What to work on:
Write out the whole listing without a single alteration.

[[ Supplied material, beginning ]]

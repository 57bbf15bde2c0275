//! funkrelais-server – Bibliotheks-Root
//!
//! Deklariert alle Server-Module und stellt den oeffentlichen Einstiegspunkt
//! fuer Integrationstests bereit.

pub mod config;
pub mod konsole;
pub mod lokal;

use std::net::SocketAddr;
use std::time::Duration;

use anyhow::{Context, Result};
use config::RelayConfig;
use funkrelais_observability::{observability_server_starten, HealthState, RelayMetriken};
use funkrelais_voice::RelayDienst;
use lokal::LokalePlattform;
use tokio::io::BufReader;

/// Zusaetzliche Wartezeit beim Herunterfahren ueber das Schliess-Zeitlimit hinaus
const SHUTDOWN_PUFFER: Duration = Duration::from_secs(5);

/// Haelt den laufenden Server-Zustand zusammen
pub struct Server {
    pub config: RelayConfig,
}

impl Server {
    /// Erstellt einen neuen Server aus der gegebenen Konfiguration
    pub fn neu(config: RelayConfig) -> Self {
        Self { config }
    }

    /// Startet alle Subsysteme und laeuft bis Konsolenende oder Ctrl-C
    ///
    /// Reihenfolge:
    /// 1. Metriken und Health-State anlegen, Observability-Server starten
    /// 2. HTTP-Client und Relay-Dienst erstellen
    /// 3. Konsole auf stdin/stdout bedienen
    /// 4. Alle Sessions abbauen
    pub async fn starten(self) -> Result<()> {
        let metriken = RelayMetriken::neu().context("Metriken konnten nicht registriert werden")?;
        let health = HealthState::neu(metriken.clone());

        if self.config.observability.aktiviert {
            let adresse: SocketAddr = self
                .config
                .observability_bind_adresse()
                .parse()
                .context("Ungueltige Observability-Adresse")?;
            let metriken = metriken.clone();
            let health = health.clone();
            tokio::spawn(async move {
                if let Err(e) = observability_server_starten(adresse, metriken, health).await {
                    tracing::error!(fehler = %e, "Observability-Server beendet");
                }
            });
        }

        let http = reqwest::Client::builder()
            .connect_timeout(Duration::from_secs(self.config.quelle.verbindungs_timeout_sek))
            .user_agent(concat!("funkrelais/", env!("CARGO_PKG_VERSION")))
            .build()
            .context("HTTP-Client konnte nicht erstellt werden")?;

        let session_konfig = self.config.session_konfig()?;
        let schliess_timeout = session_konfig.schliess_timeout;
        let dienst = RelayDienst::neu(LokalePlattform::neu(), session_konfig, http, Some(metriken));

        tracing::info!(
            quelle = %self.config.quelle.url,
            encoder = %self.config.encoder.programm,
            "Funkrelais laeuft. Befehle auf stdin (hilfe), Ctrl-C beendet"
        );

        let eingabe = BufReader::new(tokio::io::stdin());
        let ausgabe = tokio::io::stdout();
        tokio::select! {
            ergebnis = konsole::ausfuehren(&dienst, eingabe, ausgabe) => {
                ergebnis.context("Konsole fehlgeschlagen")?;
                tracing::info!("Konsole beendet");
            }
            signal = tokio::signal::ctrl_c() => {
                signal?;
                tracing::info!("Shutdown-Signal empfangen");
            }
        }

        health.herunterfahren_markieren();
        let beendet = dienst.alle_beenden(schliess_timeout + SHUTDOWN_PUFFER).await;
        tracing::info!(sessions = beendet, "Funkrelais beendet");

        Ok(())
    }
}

[[ Supplied material, end ]]

Expected output:
repository 57bbf15bde2c0275
//! funkrelais-server – Bibliotheks-Root
//!
//! Deklariert alle Server-Module und stellt den oeffentlichen Einstiegspunkt
//! fuer Integrationstests bereit.

pub mod config;
pub mod konsole;
pub mod lokal;

use std::net::SocketAddr;
use std::time::Duration;

use anyhow::{Context, Result};
use config::RelayConfig;
use funkrelais_observability::{observability_server_starten, HealthState, RelayMetriken};
use funkrelais_voice::RelayDienst;
use lokal::LokalePlattform;
use tokio::io::BufReader;

/// Zusaetzliche Wartezeit beim Herunterfahren ueber das Schliess-Zeitlimit hinaus
const SHUTDOWN_PUFFER: Duration = Duration::from_secs(5);

/// Haelt den laufenden Server-Zustand zusammen
pub struct Server {
    pub config: RelayConfig,
}

impl Server {
    /// Erstellt einen neuen Server aus der gegebenen Konfiguration
    pub fn neu(config: RelayConfig) -> Self {
        Self { config }
    }

    /// Startet alle Subsysteme und laeuft bis Konsolenende oder Ctrl-C
    ///
    /// Reihenfolge:
    /// 1. Metriken und Health-State anlegen, Observability-Server starten
    /// 2. HTTP-Client und Relay-Dienst erstellen
    /// 3. Konsole auf stdin/stdout bedienen
    /// 4. Alle Sessions abbauen
    pub async fn starten(self) -> Result<()> {
        let metriken = RelayMetriken::neu().context("Metriken konnten nicht registriert werden")?;
        let health = HealthState::neu(metriken.clone());

        if self.config.observability.aktiviert {
            let adresse: SocketAddr = self
                .config
                .observability_bind_adresse()
                .parse()
                .context("Ungueltige Observability-Adresse")?;
            let metriken = metriken.clone();
            let health = health.clone();
            tokio::spawn(async move {
                if let Err(e) = observability_server_starten(adresse, metriken, health).await {
                    tracing::error!(fehler = %e, "Observability-Server beendet");
                }
            });
        }

        let http = reqwest::Client::builder()
            .connect_timeout(Duration::from_secs(self.config.quelle.verbindungs_timeout_sek))
            .user_agent(concat!("funkrelais/", env!("CARGO_PKG_VERSION")))
            .build()
            .context("HTTP-Client konnte nicht erstellt werden")?;

        let session_konfig = self.config.session_konfig()?;
        let schliess_timeout = session_konfig.schliess_timeout;
        let dienst = RelayDienst::neu(LokalePlattform::neu(), session_konfig, http, Some(metriken));

        tracing::info!(
            quelle = %self.config.quelle.url,
            encoder = %self.config.encoder.programm,
            "Funkrelais laeuft. Befehle auf stdin (hilfe), Ctrl-C beendet"
        );

        let eingabe = BufReader::new(tokio::io::stdin());
        let ausgabe = tokio::io::stdout();
        tokio::select! {
            ergebnis = konsole::ausfuehren(&dienst, eingabe, ausgabe) => {
                ergebnis.context("Konsole fehlgeschlagen")?;
                tracing::info!("Konsole beendet");
            }
            signal = tokio::signal::ctrl_c() => {
                signal?;
                tracing::info!("Shutdown-Signal empfangen");
            }
        }

        health.herunterfahren_markieren();
        let beendet = dienst.alle_beenden(schliess_timeout + SHUTDOWN_PUFFER).await;
        tracing::info!(sessions = beendet, "Funkrelais beendet");

        Ok(())
    }
}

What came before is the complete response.